20.04.06

Сто лет назад тут, где теперь поселок, были одни еловые леса да болота. Ближайшее жилье располагалось за речкой – барская усадьба, где некогда мучительно переживал период полового созревания великий поэт.

Потом всю землю в округе купила богатая вдова и меценатка Кирсанова.  Ее муж помимо нескольких магазинов владел еще и роскошными банями, куда любили хаживать писатели, художники и актеры. Сама Кирсанова тоже не была чужда искусству, в молодости она играла в театре служанок. Вот она и задумала построить здесь дачи и сдавать их творческой интеллигенции, и даже договорилась со своим старинным приятелем - министром путей сообщения, чтобы вблизи поселка был полустанок.

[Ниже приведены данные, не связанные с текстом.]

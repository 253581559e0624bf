//! A given/when/then harness for testing compiled flows, in the spirit of
//! the fluent decider-test builders this workspace's domain crates already
//! use, generalized here to operate on a compiled [`StreamConsumer`]
//! directly rather than a vendor `Decider` type.

use std::rc::Rc;

use crate::ast::{CmdFn, CommandHandlerResult, Flow};
use crate::consumer::{compile, StreamConsumer};

/// Fluent given/when/then test builder for a [`Flow`].
///
/// ```
/// # use eventflow_flow::ast::{install_handler, wait_for, done};
/// # use eventflow_flow::spec::FlowTestSpecification;
/// # #[derive(Debug, Clone, PartialEq)] enum Cmd { Ping }
/// # #[derive(Debug, Clone, PartialEq)] enum Evt { Pinged }
/// let flow = || install_handler(
///     |c: &Cmd| match c { Cmd::Ping => Some(Ok(vec![Evt::Pinged])) },
///     wait_for(|e: &Evt| matches!(e, Evt::Pinged).then_some(()), |()| done()),
/// );
///
/// FlowTestSpecification::for_flow(flow)
///     .given(vec![])
///     .when(Cmd::Ping)
///     .then(vec![Evt::Pinged]);
/// ```
pub struct FlowTestSpecification<C, E> {
    build_flow: Rc<dyn Fn() -> Flow<C, E>>,
}

impl<C: 'static, E: 'static> FlowTestSpecification<C, E> {
    /// Start a specification for a flow built fresh by `build_flow` (flows
    /// are not `Clone`, so a factory closure stands in for one).
    pub fn for_flow(build_flow: impl Fn() -> Flow<C, E> + 'static) -> Self {
        Self {
            build_flow: Rc::new(build_flow),
        }
    }

    /// Replay `given_events` through a freshly compiled flow, then hand
    /// off to [`GivenState`] to apply a command.
    #[must_use]
    pub fn given(&self, given_events: Vec<E>) -> GivenState<C, E> {
        let empty_handler: Rc<CmdFn<C, E>> = Rc::new(|_: &C| None);
        let mut consumer = compile(empty_handler, (self.build_flow)());

        for event in &given_events {
            consumer = consumer.and_then(|c| c.step_on_event(event));
        }

        GivenState { consumer }
    }
}

/// The state after folding the `given` events, awaiting a `when` command.
pub struct GivenState<C, E> {
    consumer: Option<StreamConsumer<C, E>>,
}

impl<C, E> GivenState<C, E> {
    /// Apply `command` to the current consumer's handler.
    #[must_use]
    pub fn when(&self, command: C) -> WhenResult<E> {
        let result = self
            .consumer
            .as_ref()
            .and_then(|consumer| (consumer.current_command_handler())(&command));
        WhenResult { result }
    }
}

/// The outcome of applying a `when` command, ready for a `then`/`then_error`
/// assertion.
pub struct WhenResult<E> {
    result: Option<CommandHandlerResult<E>>,
}

impl<E: std::fmt::Debug + PartialEq> WhenResult<E> {
    /// Assert the command succeeded and emitted exactly `expected_events`.
    pub fn then(self, expected_events: Vec<E>) {
        match self.result {
            Some(Ok(events)) => assert_eq!(events, expected_events),
            Some(Err(messages)) => panic!("expected success, got guard failures: {messages:?}"),
            None => panic!("expected success, but no handler matched the command"),
        }
    }

    /// Assert the command failed with exactly `expected_messages`, in
    /// order.
    pub fn then_error(self, expected_messages: Vec<&str>) {
        match self.result {
            Some(Err(messages)) => assert_eq!(messages, expected_messages),
            Some(Ok(events)) => panic!("expected guard failures, got success: {events:?}"),
            None => panic!("expected guard failures, but no handler matched the command"),
        }
    }

    /// Assert no installed handler matched the command at all.
    pub fn then_no_handler(self) {
        assert!(
            self.result.is_none(),
            "expected no handler to match, but one did"
        );
    }
}
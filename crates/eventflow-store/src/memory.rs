//! An in-memory reference [`EventStore`] used only by this workspace's own
//! tests. Gated behind the `test-support` feature, default-off: a product
//! implementation of a concrete storage backend is explicitly out of
//! scope, but the optimistic-concurrency and operation-log semantics need
//! something to run against.
//!
//! The locking and version-check strategy mirrors the `InMemory` backend
//! pattern common to event-store reference implementations: one lock
//! guarding a per-aggregate stream map plus the global log, with
//! `append_events` doing a single compare-and-append under that lock.

use std::collections::HashMap;
use std::sync::Mutex;

use eventflow_core::{AggregateId, EventflowError, Tag};
use tracing::{debug, warn};

use crate::model::{EventData, OperationLogEntry, ReadResponse};
use crate::store::EventStore;

struct Stream<E> {
    events: Vec<E>,
}

struct State<E> {
    streams: HashMap<(Tag, AggregateId), Stream<E>>,
    log: Vec<OperationLogEntry>,
}

impl<E> Default for State<E> {
    fn default() -> Self {
        Self {
            streams: HashMap::new(),
            log: Vec::new(),
        }
    }
}

/// In-memory [`EventStore`] for tests. `E` must be `Clone` so the same
/// payload can be read back independently of the copy appended.
pub struct InMemoryEventStore<E> {
    state: Mutex<State<E>>,
}

impl<E> Default for InMemoryEventStore<E> {
    fn default() -> Self {
        Self {
            state: Mutex::new(State::default()),
        }
    }
}

impl<E> InMemoryEventStore<E> {
    #[must_use]
    pub fn new() -> Self {
        Self::default()
    }
}

impl<E: Clone + Send + Sync> EventStore<E> for InMemoryEventStore<E> {
    async fn read_events(
        &self,
        tag: &Tag,
        id: &AggregateId,
        from_version: u64,
    ) -> Result<ReadResponse<E>, EventflowError> {
        let state = self
            .state
            .lock()
            .map_err(|_| EventflowError::DbFailure("in-memory store lock poisoned".to_string()))?;

        let Some(stream) = state.streams.get(&(tag.clone(), id.clone())) else {
            return Ok(ReadResponse::empty());
        };

        let last_version = stream.events.len() as u64;
        let skip = from_version.saturating_sub(1) as usize;
        let events = stream.events.iter().skip(skip).cloned().collect();

        Ok(ReadResponse {
            last_version,
            events,
            end_of_stream: true,
        })
    }

    async fn append_events(
        &self,
        tag: &Tag,
        id: &AggregateId,
        expected_version: u64,
        events: Vec<E>,
    ) -> Result<(), EventflowError> {
        let mut state = self
            .state
            .lock()
            .map_err(|_| EventflowError::DbFailure("in-memory store lock poisoned".to_string()))?;

        let key = (tag.clone(), id.clone());
        let actual_version = state
            .streams
            .get(&key)
            .map_or(0, |stream| stream.events.len() as u64);

        if actual_version != expected_version {
            warn!(
                tag = tag.as_str(),
                id = id.as_str(),
                expected_version,
                actual_version,
                "optimistic concurrency conflict"
            );
            return Err(EventflowError::UnexpectedVersion {
                id: id.clone(),
                expected: expected_version,
                actual: actual_version,
            });
        }

        let mut next_op_nr = state.log.last().map_or(1, |entry| entry.op_nr + 1);
        let stream = state.streams.entry(key).or_insert_with(|| Stream {
            events: Vec::new(),
        });

        let event_count = events.len();
        for (offset, event) in events.into_iter().enumerate() {
            stream.events.push(event);
            state.log.push(OperationLogEntry {
                op_nr: next_op_nr,
                tag: tag.clone(),
                id: id.clone(),
                version: expected_version + offset as u64 + 1,
            });
            next_op_nr += 1;
        }

        debug!(
            tag = tag.as_str(),
            id = id.as_str(),
            event_count,
            new_version = expected_version + event_count as u64,
            "appended events"
        );

        Ok(())
    }

    async fn read_operation_log(
        &self,
        from_op_nr: u64,
    ) -> Result<Vec<OperationLogEntry>, EventflowError> {
        let state = self
            .state
            .lock()
            .map_err(|_| EventflowError::DbFailure("in-memory store lock poisoned".to_string()))?;

        Ok(state
            .log
            .iter()
            .filter(|entry| entry.op_nr > from_op_nr)
            .cloned()
            .collect())
    }

    async fn read_event_payload(
        &self,
        tag: &Tag,
        id: &AggregateId,
        version: u64,
    ) -> Result<EventData<E>, EventflowError> {
        let state = self
            .state
            .lock()
            .map_err(|_| EventflowError::DbFailure("in-memory store lock poisoned".to_string()))?;

        let stream = state
            .streams
            .get(&(tag.clone(), id.clone()))
            .ok_or_else(|| EventflowError::DoesNotExist { id: id.clone() })?;

        let index = version
            .checked_sub(1)
            .and_then(|i| usize::try_from(i).ok())
            .filter(|i| *i < stream.events.len())
            .ok_or_else(|| {
                EventflowError::DbFailure(format!("no event at version {version} for {id}"))
            })?;

        Ok(EventData {
            tag: tag.clone(),
            id: id.clone(),
            version,
            payload: stream.events[index].clone(),
        })
    }
}

#[cfg(test)]
mod tests {
    use super::*;

    fn tag() -> Tag {
        Tag::new("Test").unwrap()
    }

    fn id() -> AggregateId {
        AggregateId::new("a").unwrap()
    }

    #[tokio::test]
    async fn reading_unknown_aggregate_returns_empty_ok() {
        let store = InMemoryEventStore::<String>::new();
        let response = store.read_events(&tag(), &id(), 0).await.unwrap();
        assert_eq!(response.last_version, 0);
        assert!(response.events.is_empty());
        assert!(response.end_of_stream);
    }

    #[tokio::test]
    async fn append_assigns_consecutive_versions_and_log_entries() {
        let store = InMemoryEventStore::<String>::new();
        store
            .append_events(&tag(), &id(), 0, vec!["a".into(), "b".into()])
            .await
            .unwrap();

        let response = store.read_events(&tag(), &id(), 0).await.unwrap();
        assert_eq!(response.last_version, 2);
        assert_eq!(response.events, vec!["a", "b"]);

        let log = store.read_operation_log(0).await.unwrap();
        assert_eq!(log.len(), 2);
        assert_eq!(log[0].op_nr, 1);
        assert_eq!(log[0].version, 1);
        assert_eq!(log[1].op_nr, 2);
        assert_eq!(log[1].version, 2);
    }

    #[tokio::test]
    async fn append_with_stale_expected_version_conflicts() {
        let store = InMemoryEventStore::<String>::new();
        store
            .append_events(&tag(), &id(), 0, vec!["a".into()])
            .await
            .unwrap();

        let err = store
            .append_events(&tag(), &id(), 0, vec!["b".into()])
            .await
            .unwrap_err();

        match err {
            EventflowError::UnexpectedVersion {
                expected, actual, ..
            } => {
                assert_eq!(expected, 0);
                assert_eq!(actual, 1);
            }
            other => panic!("expected UnexpectedVersion, got {other:?}"),
        }
    }

    #[tokio::test]
    async fn only_one_of_two_concurrent_appends_with_same_expected_version_succeeds() {
        let store = std::sync::Arc::new(InMemoryEventStore::<String>::new());
        store
            .append_events(&tag(), &id(), 0, vec!["seed".into()])
            .await
            .unwrap();

        let store_a = store.clone();
        let store_b = store.clone();
        let (result_a, result_b) = tokio::join!(
            store_a.append_events(&tag(), &id(), 1, vec!["x".into()]),
            store_b.append_events(&tag(), &id(), 1, vec!["y".into()])
        );

        let successes = [&result_a, &result_b].into_iter().filter(|r| r.is_ok()).count();
        assert_eq!(successes, 1);
    }

    #[tokio::test]
    async fn operation_log_read_is_monotone_and_repeat_is_no_op() {
        let store = InMemoryEventStore::<String>::new();
        store
            .append_events(&tag(), &id(), 0, vec!["a".into(), "b".into()])
            .await
            .unwrap();

        let first = store.read_operation_log(0).await.unwrap();
        assert_eq!(first.len(), 2);

        let second = store.read_operation_log(2).await.unwrap();
        assert!(second.is_empty());
    }
}
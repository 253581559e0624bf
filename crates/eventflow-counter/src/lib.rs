//! Worked example: a counter aggregate built on eventflow, exercising the
//! framework end to end.
//!
//! This crate plays the same role the host repo's own Todo domain crate
//! plays: a small real domain proving the framework, not a reusable
//! library. Every other crate in this workspace points here in its own
//! doc comments for a complete example of the DSL, the runtime, and the
//! projection driver working together.

pub mod codec;
pub mod commands;
pub mod events;
pub mod flow;

pub use commands::{CounterCommand, CreateCounter};
pub use events::CounterEvent;

use eventflow_core::Tag;
use eventflow_runtime::AggregateDefinition;

/// The counter aggregate's tag, `"Counter"`.
#[must_use]
pub fn counter_tag() -> Tag {
    Tag::new("Counter").unwrap_or_else(|_| unreachable!("\"Counter\" is non-empty"))
}

/// The counter aggregate's definition: its tag plus a factory for its
/// compiled flow, ready to hand to [`eventflow_runtime::handle_command`].
#[must_use]
pub fn counter_definition() -> AggregateDefinition<CounterCommand, CounterEvent> {
    AggregateDefinition::new(counter_tag(), flow::counter_flow)
}
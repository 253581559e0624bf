//! Commands for the counter aggregate.
//!
//! Validation is deferred to the flow's guards rather than performed here:
//! a command only carries raw values, and it is the installed handler's
//! job to accept or reject them.

use serde::{Deserialize, Serialize};

#[derive(Debug, Clone, PartialEq, Eq, Serialize, Deserialize)]
#[serde(tag = "command_type")]
pub enum CounterCommand {
    Create { id: String, start: i64 },
    Increment { id: String },
    Decrement { id: String },
}

impl CounterCommand {
    #[must_use]
    pub fn command_type(&self) -> &'static str {
        match self {
            Self::Create { .. } => "Create",
            Self::Increment { .. } => "Increment",
            Self::Decrement { .. } => "Decrement",
        }
    }
}

/// `CounterCommand::Create`, narrowed to exactly the shape `Created`
/// promotes from. The `when(...)` clause for `Create` projects into this
/// type rather than the full `CounterCommand`, so its `From` impl for
/// `CounterEvent` is total and a real command/event mismatch is a compile
/// error, not a runtime `unreachable!()`.
#[derive(Debug, Clone, PartialEq, Eq)]
pub struct CreateCounter {
    pub id: String,
    pub start: i64,
}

Богема жить колхозом не захотела, из людей близких к искусству дачу в поселке снимал только бухгалтер Румянцевского музея. В остальных домах жили чиновники средней руки.

После революции поселок стал вотчиной Большого театра. Рядом со скромными домиками тщеславной банщицы выросли терема теноров, чертоги дирижеров и шале балерин. Летом из распахнутых настежь окон лились волшебные звуки кларнетов, скрипок и фортепьяно. По вечерам на открытых верандах слышался смех небожительниц и звон бокалов. На эстраде у пруда Нейгауз играл мазурки Шопена и пела Нежданова. Об этом золотом времени сейчас напоминают только названия улиц – Рубинштейна, Глинки, Шаляпина…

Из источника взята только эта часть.